Since $M$ is not indecomposable (lest $M=M$ be the direct sum decomposition into indecomposables), we can write $M=M_1 \oplus A$ where $A$ is also not a finite direct sum of indecomposables. (If both $M_1$ and $A$ are finite direct sums of indecomposables, then evidently so is $M$, it is their direct sum, so one of them, WLOG $A$, is not a finite direct sum of indecomposables.

Suppose we have $M=M_1 \oplus \ldots M_n \oplus A$ where $A$ is not a finite direct sum of indecomposables. Then $A=M_{n+1} \oplus A'$ as above with $A'$ not a finite direct sum of indecomposables. Hence $M=M_1 \oplus \ldots \oplus M_n \oplus M_{n+1} \oplus A'$ and the induction proceeds to give us an ascending chain $0 < M_1 < M_1 \oplus M_2 < \ldots < M_1 \oplus \ldots \oplus M_n < \ldots$ of submodules.
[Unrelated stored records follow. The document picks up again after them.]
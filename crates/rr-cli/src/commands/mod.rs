//! CLI subcommand implementations.

pub mod check;
pub mod legs;
pub mod prizes;
pub mod results;
pub mod util;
Hence $M$ is not noetherian.

In other words, any such module contains an infinite direct sum of submodules (its uniform dimension is infinite, also know as its Goldie dimension). Such a module cannot be artinian as you can keep removing a summand, but such a module cannot be noetherian as you can keep adding a summand. Modules of finite uniform dimension have many good properties described in section 6 of Lam's Lectures on Modules and Rings.